Teenage years are very difficult for all parties.


Your heart goes out to them, because you remember how they're feeling but they can also be tricky to deal with.


If your teen communicates with grunts, and they seem to have a better relationship with their iPhone than with you, here are some tips which could help.



1. Keep the lines of communication open

Don't give up on a surly teen, even if they blank you or won't answer when you ask how their day went. 


If there's something on their minds, they might want to talk to a friend or sibling first. 




Don't interrogate them, as they may not always feel comfortable talking to you.


However, if you let them know they can talk to you about anything, you may find they will eventually open up.


2. Build trust

If your teen has lied to you or done something behind your back, it can be hard to trust them. 


However, if they apologise and show a genuine willingness to behave better, give them a chance. 



3. Find an activity you both enjoy

As your kids grow up, they won't want to spend as much time with you, and their interests may change, also.


Instead of dragging them to every family occasion, spend some one-on-one time with them, doing something you both enjoy.
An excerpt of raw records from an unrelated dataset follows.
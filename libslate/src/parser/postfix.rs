//! Postfix emission: the one shared semantic policy that turns the common
//! expression shape into an ordered instruction stack.
//!
//! Both tree adapters end up here. Right-nested [Expr::Pair] nodes go
//! through the branch rules; flat [Expr::Sequence] rows go through the
//! sibling-adjacency walk. The policies agree on the load-bearing cases
//! (implicit multiplication, signed continuations, complex literals) but
//! keep their adapter-specific coalescing behavior.

use super::walker;
use crate::diagnostics::{Diagnostic, ParseError};
use crate::grammar::{Expr, FractionPart};
use crate::scanner;
use crate::stack::StackObject;
use crate::symbols::SymbolTable;

use log::trace;

/// The multiplication morpheme emitted for adjacent terms.
pub(crate) const CDOT: &str = "\\cdot";

fn is_minus_glyph(op: &str) -> bool {
    op == "-" || op == "\u{2212}"
}

fn binary_token(op: &str) -> &str {
    if op == "\u{2212}" {
        "-"
    } else {
        op
    }
}

/// Whether `text` is a plain decimal literal (optional sign, digits, at
/// most one point).
pub(crate) fn parses_as_decimal(text: &str) -> bool {
    let rest = text.strip_prefix('-').unwrap_or(text);
    !rest.is_empty()
        && rest.chars().all(|c| c.is_ascii_digit() || c == '.')
        && rest.chars().filter(|&c| c == '.').count() <= 1
        && rest.chars().any(|c| c.is_ascii_digit())
}

/// Walks a body tree and accumulates its instruction stack.
///
/// Visits thread `Result`: the first error abandons the emitter and its
/// partial stack wholesale, so callers never observe an inconsistent
/// stack next to an error.
pub(crate) struct Emitter<'a> {
    symbols: &'a SymbolTable,
    out: Vec<StackObject>,
}

impl<'a> Emitter<'a> {
    pub(crate) fn new(symbols: &'a SymbolTable) -> Self {
        Self {
            symbols,
            out: Vec::new(),
        }
    }

    pub(crate) fn finish(self) -> Vec<StackObject> {
        self.out
    }

    pub(crate) fn visit(&mut self, expr: &Expr) -> Result<(), Diagnostic> {
        match expr {
            Expr::Pair(first, second) => match first.as_ref() {
                // An arbitrary-constant marker heading a pair injects its
                // token as the operator of the remaining operand.
                Expr::Operator(op) => {
                    self.visit(second)?;
                    self.out.push(StackObject::operator(binary_token(op)));
                    Ok(())
                }
                _ => self.visit_branch(first, second),
            },
            Expr::Sequence(children) => match children.as_slice() {
                [] => Ok(()),
                [only] => self.visit(only),
                _ => self.visit_siblings(children),
            },
            Expr::Negated(inner) => {
                self.visit(inner)?;
                self.out.push(StackObject::operator("-"));
                Ok(())
            }
            Expr::Fraction {
                numerator,
                denominator,
            } => {
                self.visit_fraction_part(numerator)?;
                self.visit_fraction_part(denominator)?;
                self.out.push(StackObject::operator("/"));
                Ok(())
            }
            Expr::Literal(text) => {
                self.push_literal(text);
                Ok(())
            }
            Expr::Scripted { base, sub, sup } => {
                self.visit_scripted(base, sub.as_deref(), sup.as_deref())
            }
            Expr::Bracket {
                left,
                middle,
                right,
            } => {
                let middle = match middle {
                    Some(middle) if !left.is_empty() && !right.is_empty() => middle,
                    _ => return Err(ParseError::IncompleteBracket.into()),
                };
                if left == "(" && right == ")" {
                    self.visit(middle)
                } else {
                    Err(ParseError::UnrecognizedBracket.into())
                }
            }
            Expr::Unary { op, arg } => match arg {
                Some(arg) => {
                    self.visit(arg)?;
                    self.out.push(StackObject::operator(op.as_str()));
                    Ok(())
                }
                None => Err(ParseError::NotAUnaryOperation.into()),
            },
            Expr::Operator(_) | Expr::Apply => Err(ParseError::NotABranch.into()),
        }
    }

    /// Resolves a two-child composition. The rule order is load-bearing;
    /// see the module documentation.
    fn visit_branch(&mut self, left: &Expr, right: &Expr) -> Result<(), Diagnostic> {
        if !left.is_operand() {
            return Err(ParseError::NotABranch.into());
        }

        if let Expr::Pair(first, second) = right {
            // left-associative chained sum/difference with an implicit
            // product prefix: `2x + 1` arrives as (2, (x, (+, 1)))
            if matches!(second.leading_char(), Some('+') | Some('-')) {
                self.visit_binary(left, CDOT, first)?;
                return self.visit(second);
            }
        }

        // explicit negative right-hand side resolves to subtraction
        if let Expr::Negated(inner) = right {
            return self.visit_binary(left, "-", inner);
        }

        // a coefficient adjacent to `i` is a complex literal
        if left.atom_text().is_some() && right.to_string() == "i" {
            trace!("complex literal {}i", left);
            if let Some(coefficient) = left.atom_text() {
                self.push_literal(coefficient);
            }
            self.push_literal("i");
            self.out.push(StackObject::operator(CDOT));
            return Ok(());
        }

        // an arbitrary-constant marker heading the right side supplies the
        // operator between the two operands
        if let Expr::Pair(first, second) = right {
            if let Expr::Operator(op) = first.as_ref() {
                return self.visit_binary(left, binary_token(op), second);
            }
        }

        // two adjacent terms: implied multiplication
        self.visit_binary(left, CDOT, right)
    }

    fn visit_binary(&mut self, left: &Expr, op: &str, right: &Expr) -> Result<(), Diagnostic> {
        self.visit(left)?;
        self.visit(right)?;
        self.out.push(StackObject::operator(op));
        Ok(())
    }

    fn visit_scripted(
        &mut self,
        base: &Expr,
        sub: Option<&str>,
        sup: Option<&str>,
    ) -> Result<(), Diagnostic> {
        match (sub, sup) {
            (sub, Some(sup)) => {
                // exponentiation: the base, then the independently
                // re-parsed exponent, then `^`
                match (sub, base.atom_text()) {
                    (Some(sub), Some(text)) => {
                        let combined = format!("{}_{}", text, sub);
                        self.push_literal(&combined);
                    }
                    _ => self.visit(base)?,
                }
                let exponent: String = sup.chars().filter(|c| *c != '{' && *c != '}').collect();
                self.visit_fragment(&exponent, ParseError::IncompleteSuperscript)?;
                self.out.push(StackObject::operator("^"));
                Ok(())
            }
            (Some(sub), None) => match base.atom_text() {
                Some(text) => {
                    self.push_literal(&format!("{}_{}", text, sub));
                    Ok(())
                }
                None => Err(ParseError::IllegalSubscript.into()),
            },
            (None, None) => Err(ParseError::NotAScript.into()),
        }
    }

    fn visit_fraction_part(&mut self, part: &FractionPart) -> Result<(), Diagnostic> {
        match part {
            FractionPart::Parsed(expr) => self.visit(expr),
            FractionPart::Raw(text) => self.visit_fragment(text, ParseError::IncompleteFraction),
        }
    }

    /// Re-entrant sub-parse of raw surface text: the text is re-tokenized
    /// and walked by a nested token walker. Identifier validation is the
    /// token adapter's concern, not the tree adapters', so the nested walk
    /// runs without it.
    fn visit_fragment(&mut self, text: &str, empty_error: ParseError) -> Result<(), Diagnostic> {
        let tokens = scanner::scan_fragment(text);
        if tokens.is_empty() {
            return Err(empty_error.into());
        }
        let emitted = walker::walk(&tokens, None)?;
        self.out.extend(emitted);
        Ok(())
    }

    /// Walks a flat adjacency row: operators appear infix between operand
    /// units, adjacent units multiply implicitly.
    fn visit_siblings(&mut self, children: &[Expr]) -> Result<(), Diagnostic> {
        let mut i = 0;
        let mut have_left = false;
        while i < children.len() {
            match &children[i] {
                Expr::Operator(op) if !have_left && is_minus_glyph(op) => {
                    // no left operand: coalesce into a multiplication by -1
                    trace!("coalescing leading minus");
                    let consumed = self.visit_unit(children, i + 1)?;
                    self.out.push(StackObject::number("-1"));
                    self.out.push(StackObject::operator(CDOT));
                    have_left = true;
                    i += 1 + consumed;
                }
                Expr::Operator(op) if !have_left && op == "+" => {
                    // a leading plus is a no-op sign
                    i += 1;
                }
                Expr::Operator(op) => {
                    if !have_left || i + 1 >= children.len() {
                        return Err(ParseError::IncompleteBinaryOperation.into());
                    }
                    let consumed = self.visit_unit_run(children, i + 1)?;
                    self.out.push(StackObject::operator(binary_token(op)));
                    i += 1 + consumed;
                }
                Expr::Apply => return Err(ParseError::NotABranch.into()),
                _ => {
                    if have_left {
                        // adjacent to what's already emitted: implied product
                        let consumed = self.visit_unit(children, i)?;
                        self.out.push(StackObject::operator(CDOT));
                        i += consumed;
                    } else {
                        let consumed = self.visit_unit_run(children, i)?;
                        have_left = true;
                        i += consumed;
                    }
                }
            }
        }
        Ok(())
    }

    /// Emits a maximal run of adjacent operand units, chaining them with
    /// implicit multiplication. Returns the number of siblings consumed.
    fn visit_unit_run(&mut self, children: &[Expr], start: usize) -> Result<usize, Diagnostic> {
        let mut consumed = self.visit_unit(children, start)?;
        while let Some(next) = children.get(start + consumed) {
            if matches!(next, Expr::Operator(_) | Expr::Apply) {
                break;
            }
            consumed += self.visit_unit(children, start + consumed)?;
            self.out.push(StackObject::operator(CDOT));
        }
        Ok(consumed)
    }

    /// Emits one operand unit starting at `start`. Returns the number of
    /// siblings consumed.
    fn visit_unit(&mut self, children: &[Expr], start: usize) -> Result<usize, Diagnostic> {
        let cur = children
            .get(start)
            .ok_or(ParseError::IncompleteBinaryOperation)?;

        // `name ⁡ argument`: function application
        if let Some(Expr::Apply) = children.get(start + 1) {
            if let Some(name) = cur.atom_text() {
                if children.get(start + 2).is_none() {
                    return Err(ParseError::NotAUnaryOperation.into());
                }
                let name = name.to_string();
                let arg_consumed = self.visit_unit(children, start + 2)?;
                let object = if self.symbols.is_function(&name) {
                    StackObject::function_call(name)
                } else {
                    StackObject::operator(name)
                };
                self.out.push(object);
                return Ok(2 + arg_consumed);
            }
        }

        // a number directly followed by `i` coalesces into one complex
        // NUMBER token
        if let (Some(num), Some(next)) = (cur.atom_text(), children.get(start + 1)) {
            if parses_as_decimal(num) && next.atom_text() == Some("i") {
                self.out.push(StackObject::number(format!("{}i", num)));
                return Ok(2);
            }
        }

        self.visit(cur)?;
        Ok(1)
    }

    fn push_literal(&mut self, text: &str) {
        if parses_as_decimal(text) {
            self.out.push(StackObject::number(text));
        } else {
            self.out.push(StackObject::identifier(text));
        }
    }
}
Even if it's just taking a walk or making dinner together, these moments allow you time together.


4. Don't gang up on them

If your partner or yourself have a row with your teen, don't gang up on them. 
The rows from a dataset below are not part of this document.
//! Tokenization of live equation-field exports.
//!
//! The equation editor exports a definition as plain text in the shape
//! `f(z)=z+1`. One anchored pattern splits the declaration from the body;
//! a second pattern cuts the body into the five mutually exclusive token
//! categories the walker consumes. A purely lexical post-pass re-splits
//! the sign of a negative number that directly follows an operand, so
//! `x-2` subtracts instead of scanning the literal `-2`.

pub mod types;
pub use types::{Token, TokenKind};

use crate::common::Span;
use crate::diagnostics::{Diagnostic, ParseError};

use lazy_static::lazy_static;
use regex::Regex;

lazy_static! {
    // Matches a function definition in the form `f(z)=z+1`, capturing the
    // function name, the parameter name, and the body text. Names are
    // letter/backslash sequences with an optional subscript.
    static ref DEFINITION: Regex = Regex::new(
        r"^([a-zA-Z\\]+(?:_[a-zA-Z0-9,]+)?)\*? ?\(([a-zA-Z\\]+(?:_[a-zA-Z0-9,\\]+)?)\) ?= ?(.*)$"
    )
    .unwrap();

    // Matches one body token, capturing exactly one of:
    //   1 - a decimal number (2 - its imaginary-unit marker, if any)
    //   3 - a multi-character name with its exported trailing separator
    //   4 - a single-character name with an optional subscript
    //   5 - an arithmetic operator or the exponent
    //   6 - a parenthesis
    static ref TOKEN: Regex = Regex::new(
        r"(-?\d+(?:\.\d+)?)(\*i)?|([a-zA-Z0-9]{2,} (?:_\([^)]+\)|_[a-zA-Z0-9])?)|([a-zA-Z](?:_\([^)]+\)|_[a-zA-Z0-9])?)|([+\-*/^])|([()])"
    )
    .unwrap();
}

/// A scanned function definition: the declared names plus the body tokens.
#[derive(Clone, Debug, PartialEq)]
pub struct ScannedDefinition {
    /// The declared function name.
    pub name: String,
    /// The declared parameter name.
    pub parameter: String,
    /// The tokenized body. Token spans index into the original input.
    pub body: Vec<Token>,
}

/// Splits an equation-field export into its declaration and body tokens.
pub fn scan_definition(text: &str) -> Result<ScannedDefinition, Diagnostic> {
    let captures = DEFINITION
        .captures(text)
        .ok_or_else(|| Diagnostic::new(ParseError::MalformedDefinition))?;
    match (captures.get(1), captures.get(2), captures.get(3)) {
        (Some(name), Some(parameter), Some(body)) => Ok(ScannedDefinition {
            name: name.as_str().to_string(),
            parameter: parameter.as_str().to_string(),
            body: scan_at(body.as_str(), body.start()),
        }),
        _ => Err(Diagnostic::new(ParseError::MalformedDefinition)),
    }
}

/// Tokenizes a bare expression fragment. Used for the body of a scanned
/// definition and for re-entrant sub-parses of raw fraction and exponent
/// text.
pub fn scan_fragment(text: &str) -> Vec<Token> {
    scan_at(text, 0)
}

fn scan_at(text: &str, offset: usize) -> Vec<Token> {
    let mut tokens = Vec::new();
    for captures in TOKEN.captures_iter(text) {
        let span = match captures.get(0) {
            Some(whole) => Span::from(whole.start()..whole.end()).offset(offset),
            None => continue,
        };
        let kind = if let Some(number) = captures.get(1) {
            TokenKind::Number {
                text: number.as_str().to_string(),
                imaginary: captures.get(2).is_some(),
            }
        } else if let Some(multi) = captures.get(3) {
            let mut parts = multi.as_str().splitn(2, ' ');
            let name = parts.next().unwrap_or_default().to_string();
            let subscript = parts.next().filter(|s| !s.is_empty()).map(str::to_string);
            TokenKind::MultiName { name, subscript }
        } else if let Some(single) = captures.get(4) {
            let raw = single.as_str();
            let name = raw[..1].to_string();
            let subscript = if raw.len() > 1 {
                Some(raw[1..].to_string())
            } else {
                None
            };
            TokenKind::SingleName { name, subscript }
        } else if let Some(op) = captures.get(5).and_then(|m| m.as_str().chars().next()) {
            TokenKind::Op(op)
        } else if let Some(paren) = captures.get(6).and_then(|m| m.as_str().chars().next()) {
            TokenKind::Paren(paren)
        } else {
            continue;
        };
        tokens.push(Token::new(kind, span));
    }
    resplit_signs(tokens)
}

/// Splits the sign off a signed number that directly follows an operand or
/// a closing parenthesis, turning it back into a binary operator token.
fn resplit_signs(tokens: Vec<Token>) -> Vec<Token> {
    let mut out: Vec<Token> = Vec::with_capacity(tokens.len());
    for token in tokens {
        let split = match (&token.kind, out.last().map(|t| &t.kind)) {
            (TokenKind::Number { text, .. }, Some(prev)) if text.starts_with('-') => matches!(
                prev,
                TokenKind::Number { .. }
                    | TokenKind::MultiName { .. }
                    | TokenKind::SingleName { .. }
                    | TokenKind::Paren(')')
            ),
            _ => false,
        };
        if let (true, TokenKind::Number { text, imaginary }) = (split, &token.kind) {
            out.push(Token::new(
                TokenKind::Op('-'),
                token.span.lo..token.span.lo + 1,
            ));
            out.push(Token::new(
                TokenKind::Number {
                    text: text[1..].to_string(),
                    imaginary: *imaginary,
                },
                token.span.lo + 1..token.span.hi,
            ));
        } else {
            out.push(token);
        }
    }
    out
}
Phrases such as "wait until your father hears about this" can make your teen feel as though everyone is against them. 



If you're the neutral party in an argument, listen to both sides of the discussion, rather than blaming your teen straight away. 


5. Remember: you're the parent, not the best friend

It is OK impose your boundaries and rules if your teen has been behaving badly.


Whether they like it or not, you are their role model, and your reactions will set the tone for future behaviour. 




6. Listen to their teachers

Teachers often spend more time with teens than parents and, although you may think you know your teen inside-out, you don't know what they are doing or how they behave at school.


If a teacher comes to you with a concern or question about your teenager, listen to what they have to say.



It might be nothing, but it could be very important. 


7. Make their friends feel welcome

Let your teen know they can have friends over at suitable times, and get to know them.


Friendships are a teenager's support system, so even if you're not keen on their friends, try not to make a snap judgement. 



If you do have concerns about the company they keep, talk about it in a non-confrontational manner. 


8. Allow them some responsibility

Acknowledge the fact that they're becoming an adult, and reward good behaviour by allowing them some responsibility.


This could be encouraging them to get a part-time job for the summer, or teaching them to drive when they're old enough.



9. Get to know their boyfriend or girlfriend, if they have one

You may think your teen's relationship is puppy-love, but it could mean the whole world to them.


If they are willing to chat about a boyfriend/girlfriend, dating or sexuality, acknowledge this.



Acknowledge their hurt if there's a breakup, even if they were only going out for three weeks...


10. Try different ways of communication

If your teen is always on their phone, send them a text or Whatsapp when you need to check in. 


They may be embarrassed to get a call from a parent in front of their friends, sometimes.